**Problem to work on**
Without skipping anything, print all of the data exactly.
-=-=-
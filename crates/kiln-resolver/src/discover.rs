//! Reference discovery.

use kiln_binder::{bind, BindOptions, Catalog, OutputKind, Symbol};
use kiln_types::{visit, ReferenceSet, SourceFile};
use tracing::{debug, trace};

use crate::host::HostRegistry;

/// The references `source` needs: the host's platform set plus every
/// loaded library (and its loaded dependencies) whose symbols it uses.
///
/// Syntax and binding errors are ignored. Symbols declared by the source
/// itself and symbols of libraries the host has not loaded are dropped.
pub fn discover(source: &SourceFile, catalog: &Catalog, host: &HostRegistry) -> ReferenceSet {
    let parsed = kiln_parser::parse(source);
    let platform = host.platform_references();
    let options = BindOptions {
        ignore_accessibility: true,
        output: OutputKind::Library,
    };
    let bound = bind(&parsed.program, source, catalog, &platform, options);

    let mut refs = platform;
    for node in visit::nodes(&parsed.program) {
        let id = node.id();
        let symbol = bound
            .model
            .symbol_info(id)
            .or_else(|| bound.model.declared_symbol(id));
        let library = match symbol {
            None | Some(Symbol::Namespace { .. }) => continue,
            Some(symbol) => match symbol.containing_library() {
                Some(library) => library,
                None => continue,
            },
        };

        let Some(reference) = host.reference(library) else {
            trace!(library, "symbol from library not loaded on host dropped");
            continue;
        };
        if !refs.insert(reference.clone()) {
            continue;
        }
        debug!(library, location = %reference.location, "reference discovered");
        for dependency in catalog.dependency_closure(library) {
            if let Some(dep) = host.reference(&dependency) {
                refs.insert(dep.clone());
            }
        }
    }

    debug!(
        file = %source.name,
        references = refs.len(),
        "reference discovery complete"
    );
    refs
}

/// [`discover`] against the standard catalog and host registry.
pub fn discover_standard(source: &SourceFile) -> ReferenceSet {
    discover(source, &Catalog::standard(), &HostRegistry::standard())
}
-=-=-
**Solution**
filename crates/kiln-resolver/src/discover.rs
//! Reference discovery.

use kiln_binder::{bind, BindOptions, Catalog, OutputKind, Symbol};
use kiln_types::{visit, ReferenceSet, SourceFile};
use tracing::{debug, trace};

use crate::host::HostRegistry;

/// The references `source` needs: the host's platform set plus every
/// loaded library (and its loaded dependencies) whose symbols it uses.
///
/// Syntax and binding errors are ignored. Symbols declared by the source
/// itself and symbols of libraries the host has not loaded are dropped.
pub fn discover(source: &SourceFile, catalog: &Catalog, host: &HostRegistry) -> ReferenceSet {
    let parsed = kiln_parser::parse(source);
    let platform = host.platform_references();
    let options = BindOptions {
        ignore_accessibility: true,
        output: OutputKind::Library,
    };
    let bound = bind(&parsed.program, source, catalog, &platform, options);

    let mut refs = platform;
    for node in visit::nodes(&parsed.program) {
        let id = node.id();
        let symbol = bound
            .model
            .symbol_info(id)
            .or_else(|| bound.model.declared_symbol(id));
        let library = match symbol {
            None | Some(Symbol::Namespace { .. }) => continue,
            Some(symbol) => match symbol.containing_library() {
                Some(library) => library,
                None => continue,
            },
        };

        let Some(reference) = host.reference(library) else {
            trace!(library, "symbol from library not loaded on host dropped");
            continue;
        };
        if !refs.insert(reference.clone()) {
            continue;
        }
        debug!(library, location = %reference.location, "reference discovered");
        for dependency in catalog.dependency_closure(library) {
            if let Some(dep) = host.reference(&dependency) {
                refs.insert(dep.clone());
            }
        }
    }

    debug!(
        file = %source.name,
        references = refs.len(),
        "reference discovery complete"
    );
    refs
}

/// [`discover`] against the standard catalog and host registry.
pub fn discover_standard(source: &SourceFile) -> ReferenceSet {
    discover(source, &Catalog::standard(), &HostRegistry::standard())
}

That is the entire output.